NCT number NCT01137955
Other study ID # AAAB6531
Secondary ID IRB-AAAB6531(Y3M
Status Completed
Phase N/A
First received
Last updated
Start date October 2006
Est. completion date April 2008

Study information

Verified date June 2022
Source Columbia University
Contact n/a
Is FDA regulated No
Health authority
Study type Interventional

Clinical Trial Summary

Celiac disease is a condition in which the small intestine is damaged by gluten, the storage protein of wheat and similar proteins in barley and rye. The disease can cause different symptoms such as diarrhea, bloating, abdominal pain and weight loss. The majority of patients respond to a gluten-free diet. However some patients (5-30%) have persistent symptoms and are considered to be poor responders to the diet. Bacterial overgrowth in the small intestine accounts for some of the refractory patients. This study seeks to determine if antibiotic therapy with rifaximin relieves the symptoms of patients who are poorly responsive to a gluten-free diet and whether this impacts their breath test results.


Description:

A symptom questionnaire will be administered at study initiation, 2 weeks and 12 weeks. Patients will undergo a breath test which involves drinking a sugar (lactulose) solution and breathing into a machine. This technique will identify the presence of bacteria in the small intestine. They will be randomly selected to receive either an antibiotic (rifaximin) or placebo three times a day for 10 days to treat their bacterial overgrowth.
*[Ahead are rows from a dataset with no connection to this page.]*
use serde_json::json;

use super::*;

fn document() -> AnimationDocument {
    let value = json!({
        "fr": 30, "op": 30, "w": 200, "h": 100,
        "layers": [
            {"ty": 5, "t": {"d": {"k": [{"t": 0, "s": {"t": "A & B", "s": 12, "fc": [0, 0, 0]}}]}}},
            {"ty": 4, "shapes": [
                {"ty": "rc", "p": {"a": 0, "k": [10, 10]}, "s": {"a": 0, "k": [10, 10]}},
                {"ty": "fl", "c": {"a": 0, "k": [1, 0, 0]}, "r": 2}
            ], "ks": {"p": {"a": 1, "k": [
                {"t": 0, "s": [0, 0]}, {"t": 29, "s": [29, 0]}
            ]}}}
        ]
    });
    AnimationDocument::from_value(&value, None).unwrap()
}

fn ready_backend() -> MarkupBackend {
    let mut backend = MarkupBackend::new(BackendOpts {
        system_fonts: false,
        clear_rgba: None,
    });
    backend
        .initialize(&document(), Canvas::new(400, 200).unwrap())
        .unwrap();
    backend
}

fn markup_of(frame: RenderedFrame) -> String {
    match frame {
        RenderedFrame::Markup(m) => m.markup,
        RenderedFrame::Raster(_) => panic!("markup backend produced a raster frame"),
    }
}

#[test]
fn render_before_initialize_is_not_ready() {
    let mut backend = MarkupBackend::new(BackendOpts::default());
    let err = backend.render_frame(FrameIndex(0)).unwrap_err();
    assert!(err.is_not_ready());
    assert!(backend.replace_text("a", "b").unwrap_err().is_not_ready());
}

#[test]
fn emits_scaled_svg_root_and_items() {
    let mut backend = ready_backend();
    let markup = markup_of(backend.render_frame(FrameIndex(0)).unwrap());
    assert!(markup.starts_with("<svg xmlns=\"http://www.w3.org/2000/svg\""));
    assert!(markup.contains("width=\"400\" height=\"200\" viewBox=\"0 0 200 100\""));
    assert!(markup.contains("fill=\"rgb(255,0,0)\""));
    assert!(markup.contains("fill-rule=\"evenodd\""));
    assert!(markup.contains("A &amp; B"));
}

#[test]
fn frame_size_follows_the_environment_window() {
    let mut backend = ready_backend();
    let window = backend.environment().unwrap().window();
    assert_eq!((window.inner_width, window.inner_height), (400, 200));
    match backend.render_frame(FrameIndex(0)).unwrap() {
        RenderedFrame::Markup(m) => assert_eq!((m.width, m.height), (400, 200)),
        RenderedFrame::Raster(_) => panic!("markup backend produced a raster frame"),
    }
}

#[test]
fn same_frame_yields_identical_markup() {
    let mut backend = ready_backend();
    let a = markup_of(backend.render_frame(FrameIndex(7)).unwrap());
    let _ = backend.render_frame(FrameIndex(12)).unwrap();
    let b = markup_of(backend.render_frame(FrameIndex(7)).unwrap());
    assert_eq!(a, b);
    assert_ne!(a, markup_of(backend.render_frame(FrameIndex(12)).unwrap()));
}

#[test]
fn environment_holds_only_the_latest_frame() {
    let mut backend = ready_backend();
    backend.render_frame(FrameIndex(0)).unwrap();
    backend.render_frame(FrameIndex(1)).unwrap();
    let env = backend.environment().unwrap();
    assert_eq!(env.document().find_by_tag("svg").len(), 1);
}

#[test]
fn initialize_twice_fails_and_dispose_is_idempotent() {
    let mut backend = ready_backend();
    let err = backend
        .initialize(&document(), Canvas::new(10, 10).unwrap())
        .unwrap_err();
    assert!(matches!(err, LottieError::BackendInitFailed(_)));

    backend.dispose();
    backend.dispose();
    assert!(!backend.is_ready());
    assert!(backend.render_frame(FrameIndex(0)).unwrap_err().is_not_ready());
}

#[test]
fn markup_backend_subscribes_on_ready() {
    let backend = MarkupBackend::new(BackendOpts::default());
    assert_eq!(backend.clock_policy(), crate::render::backend::ClockPolicy::OnReady);
}

#[test]
fn number_formatting_is_compact() {
    assert_eq!(num(1.0), "1");
    assert_eq!(num(0.123456), "0.1235");
    assert_eq!(num(-0.00001), "0");
    assert_eq!(
        matrix(Affine::translate((5.0, 2.5))),
        "matrix(1 0 0 1 5 2.5)"
    );
}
Recruitment information / eligibility

Status Completed
Enrollment 50
Est. completion date April 2008
Est. primary completion date April 2008
Accepts healthy volunteers No
Gender All
Age group 18 Years and older
Eligibility Inclusion Criteria: - Adult patients age 18 or older - Biopsy proven celiac disease - Persistent symptoms of diarrhea, gas, bloating and/or cramping despite a gluten free diet for at least 1 month - Women that are not pregnant or lactating can be included. All women must have a documented negative pregnancy test at the initiation of the study. Women who become pregnant during the study will be asked to discontinue the study drug and will be followed up until the outcome of pregnancy is known. Women of child bearing potential must be practicing an effective method of birth control (eg: prescription oral contraceptive, contraceptive injections, intra-uterine device (IUD), double barrier method, contraceptive patch, male sterilization) before entry and throughout the treatment period. Exclusion Criteria: 1. antibiotic use for any indication within preceding one month 2. use of bismuth compounds within preceding month 3. concomitant use of pancreatic supplements 4. concomitant use of antispasmodics 5. concomitant use of immunomodulators such as corticosteroids, budesonide, alkylating agents and antimetabolites. 6. concomitant use of probiotics 7. concomitant use of prokinetic agents 8. concomitant use of 5-hydroxytryptamine receptor (5HT3) antagonists,5-hydroxytryptamine receptor (5HT4) antagonists. 9. concomitant use of antimotility agents (e.g loperamide) 10. concomitant use of antidiarrheal agents 11. diagnosed microscopic colitis or inflammatory bowel disease 12. other causes of malabsorption: pancreatic insufficiency, giardiasis and enteropathy associated with T cell lymphoma. 13. other diseases: renal or hepatic insufficiency. 14. pregnant patients and lactating females. In addition women of child bearing age will be excluded if they are not using one of the methods of contraception like oral contraceptives,intrauterine device. and double barrier methods. 15. patients with tuberculosis or a positive purified protein derivative (PPD) test and infection with other mycobacterial diseases. 16. allergy and/or potential emergence of drug resistance to rifampicin and rifamycin compounds.

Study Design


Related Conditions & MeSH terms


Intervention

Drug:
Rifaximin
Rifaximin 400mg orally three times a day for 10 days total
Placebo
Placebo orally three times a day for 10 days total

Locations

Country Name City State
United States Celiac Disease Center at Columbia University New York New York

Sponsors (2)

Lead Sponsor Collaborator
Columbia University Bausch Health Americas, Inc.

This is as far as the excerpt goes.